A lot of people in Sicily just say don't declare anything and hide it all in the UK but even if that was possible I am just not that sort of person. I want to do it right its just so hard being passed around the municipal buildings all the time and because we are in a small town, it can be an hour drive to the nearest 'parent' town, I had to drive from our town to Termini Immerse (around an hour drive) just to get an 'Official Translation' done for my marriage certificate...

Still when you sign up for life in the hills I guess thats what you need to expect!

Kenzo


----------



## Arturo.c (Aug 15, 2010)

Bevdeforges said:


> Here in France, the CCI (Chambre de Commerce et d'Industrie) is an official quasi-governmental organization that usually has LOTS of information and assistance for anyone looking to set themselves up in business. I don't know how Italy has organized these things, but it's certainly worth a try.

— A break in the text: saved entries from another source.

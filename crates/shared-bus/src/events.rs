//! # Registry Events
//!
//! The log entries both registry variants emit. Field order follows the
//! emitted log layout and is part of the public contract.

use serde::{Deserialize, Serialize};
use serde_with::{serde_as, Bytes};
use shared_types::{Address, CompactSignature, Hash, SafeTransaction, U256};

/// Every event a registry can emit.
#[serde_as]
#[derive(Debug, Clone, PartialEq, Eq, Serialize, Deserialize)]
pub enum RegistryEvent {
    // =========================================================================
    // PLAINTEXT REGISTRY
    // =========================================================================
    /// A signature was appended to a signer's ledger.
    SignatureStored {
        signer: Address,
        safe: Address,
        digest: Hash,
        chain_id: U256,
        nonce: U256,
        /// Index of the entry in the `(signer, safe, chainId, nonce)` ledger.
        list_index: u64,
    },

    /// A digest was stored for the first time.
    /// Published before the `SignatureStored` of the same call.
    TransactionStored {
        digest: Hash,
        safe: Address,
        chain_id: U256,
        nonce: U256,
        transaction: SafeTransaction,
    },

    // =========================================================================
    // ENCRYPTED REGISTRY
    // =========================================================================
    /// A signature over a struct hash was submitted.
    SafeTransactionSigned {
        signer: Address,
        safe: Address,
        chain_id: U256,
        nonce: U256,
        struct_hash: Hash,
        signature: CompactSignature,
    },

    /// An encrypted payload was registered. The payload exists only here.
    SafeTransactionRegistered {
        uid: Hash,
        notary: Address,
        safe: Address,
        chain_id: U256,
        nonce: U256,
        #[serde_as(as = "Bytes")]
        encrypted_payload: Vec<u8>,
    },

    /// A signer set or replaced their encryption key.
    EncryptionKeyRegistered {
        signer: Address,
        context: Hash,
        public_key: Hash,
    },
}

impl RegistryEvent {
    /// Get the topic for this event (for filtering).
    #[must_use]
    pub fn topic(&self) -> EventTopic {
        match self {
            Self::SignatureStored { .. } => EventTopic::SignatureStored,
            Self::TransactionStored { .. } => EventTopic::TransactionStored,
            Self::SafeTransactionSigned { .. } => EventTopic::SafeTransactionSigned,
            Self::SafeTransactionRegistered { .. } => EventTopic::SafeTransactionRegistered,
            Self::EncryptionKeyRegistered { .. } => EventTopic::EncryptionKeyRegistered,
        }
    }

    /// The Safe this event concerns, if any.
    #[must_use]
    pub fn safe(&self) -> Option<Address> {
        match self {
            Self::SignatureStored { safe, .. }
            | Self::TransactionStored { safe, .. }
            | Self::SafeTransactionSigned { safe, .. }
            | Self::SafeTransactionRegistered { safe, .. } => Some(*safe),
            Self::EncryptionKeyRegistered { .. } => None,
        }
    }

    /// The registration uid, for `SafeTransactionRegistered`.
    #[must_use]
    pub fn uid(&self) -> Option<Hash> {
        match self {
            Self::SafeTransactionRegistered { uid, .. } => Some(*uid),
            _ => None,
        }
    }
}

/// Event topics for subscription filtering.
#[derive(Debug, Clone, Copy, PartialEq, Eq, Hash, Serialize, Deserialize)]
pub enum EventTopic {
    SignatureStored,
    TransactionStored,
    SafeTransactionSigned,
    SafeTransactionRegistered,
    EncryptionKeyRegistered,
}

/// An emitted event with its position in the log.
#[derive(Debug, Clone, PartialEq, Eq, Serialize, Deserialize)]
pub struct EventRecord {
    /// Block the emitting call was included in.
    pub block_number: u64,
    /// Position among the events of that block, from 0.
    pub log_index: u64,
    pub event: RegistryEvent,
}

/// Filter for subscriptions and log queries.
///
/// Every set criterion must match; empty `topics` accepts every topic.
#[derive(Debug, Clone, Default, PartialEq, Eq)]
pub struct EventFilter {
    /// Topics to include. Empty means all topics.
    pub topics: Vec<EventTopic>,
    /// Only events about this Safe.
    pub safe: Option<Address>,
    /// Only the registration with this uid.
    pub uid: Option<Hash>,
}

impl EventFilter {
    /// Create a filter that accepts all events.
    #[must_use]
    pub fn all() -> Self {
        Self::default()
    }

    /// Create a filter for specific topics.
    #[must_use]
    pub fn topics(topics: Vec<EventTopic>) -> Self {
        Self {
            topics,
            ..Self::default()
        }
    }

    /// The `SafeTransactionRegistered` entry a registration pointer refers to.
    #[must_use]
    pub fn registration(uid: Hash) -> Self {
        Self {
            topics: vec![EventTopic::SafeTransactionRegistered],
            safe: None,
            uid: Some(uid),
        }
    }

    /// Restrict to events about `safe`.
    #[must_use]
    pub fn with_safe(mut self, safe: Address) -> Self {
        self.safe = Some(safe);
        self
    }

    /// Check if an event matches this filter.
    #[must_use]
    pub fn matches(&self, event: &RegistryEvent) -> bool {
        let topic_match = self.topics.is_empty() || self.topics.contains(&event.topic());
        let safe_match = self.safe.is_none() || self.safe == event.safe();
        let uid_match = self.uid.is_none() || self.uid == event.uid();

        topic_match && safe_match && uid_match
    }
}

Actually there is the same kind of organisation in Italy, it's called "Camera di Commercio, Industria, Artigianato e Agricoltura", or CCIAA for short. If you are in business it is mandatory to register with them. In exchange they do provide all sorts of services to entrepreneurs.

It should also be kept in mind that there is a "Double Taxation Convention" in force between the UK and Italy since 1991, meaning nasically that anybody residing in either country and doing business in the other one can declare his earnings in the tax system of his choice.


----------